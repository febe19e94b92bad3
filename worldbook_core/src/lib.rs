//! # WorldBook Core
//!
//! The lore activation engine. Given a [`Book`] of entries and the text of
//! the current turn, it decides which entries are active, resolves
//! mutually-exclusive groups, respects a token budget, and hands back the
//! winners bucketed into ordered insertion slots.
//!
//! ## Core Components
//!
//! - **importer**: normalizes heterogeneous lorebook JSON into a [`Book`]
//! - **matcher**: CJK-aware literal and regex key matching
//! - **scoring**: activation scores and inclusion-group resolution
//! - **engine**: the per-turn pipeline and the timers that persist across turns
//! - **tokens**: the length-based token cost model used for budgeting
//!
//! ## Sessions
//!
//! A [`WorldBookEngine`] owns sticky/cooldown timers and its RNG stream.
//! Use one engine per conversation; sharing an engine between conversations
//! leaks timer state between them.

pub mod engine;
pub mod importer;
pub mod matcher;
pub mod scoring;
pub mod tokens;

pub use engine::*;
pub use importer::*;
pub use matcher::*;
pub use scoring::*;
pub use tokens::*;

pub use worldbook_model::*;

» WORK ORDER
Would you please copy every line from the listing above that contains the word "into"?

» EXPECTED ANSWER
//! winners bucketed into ordered insertion slots.
//! - **importer**: normalizes heterogeneous lorebook JSON into a [`Book`]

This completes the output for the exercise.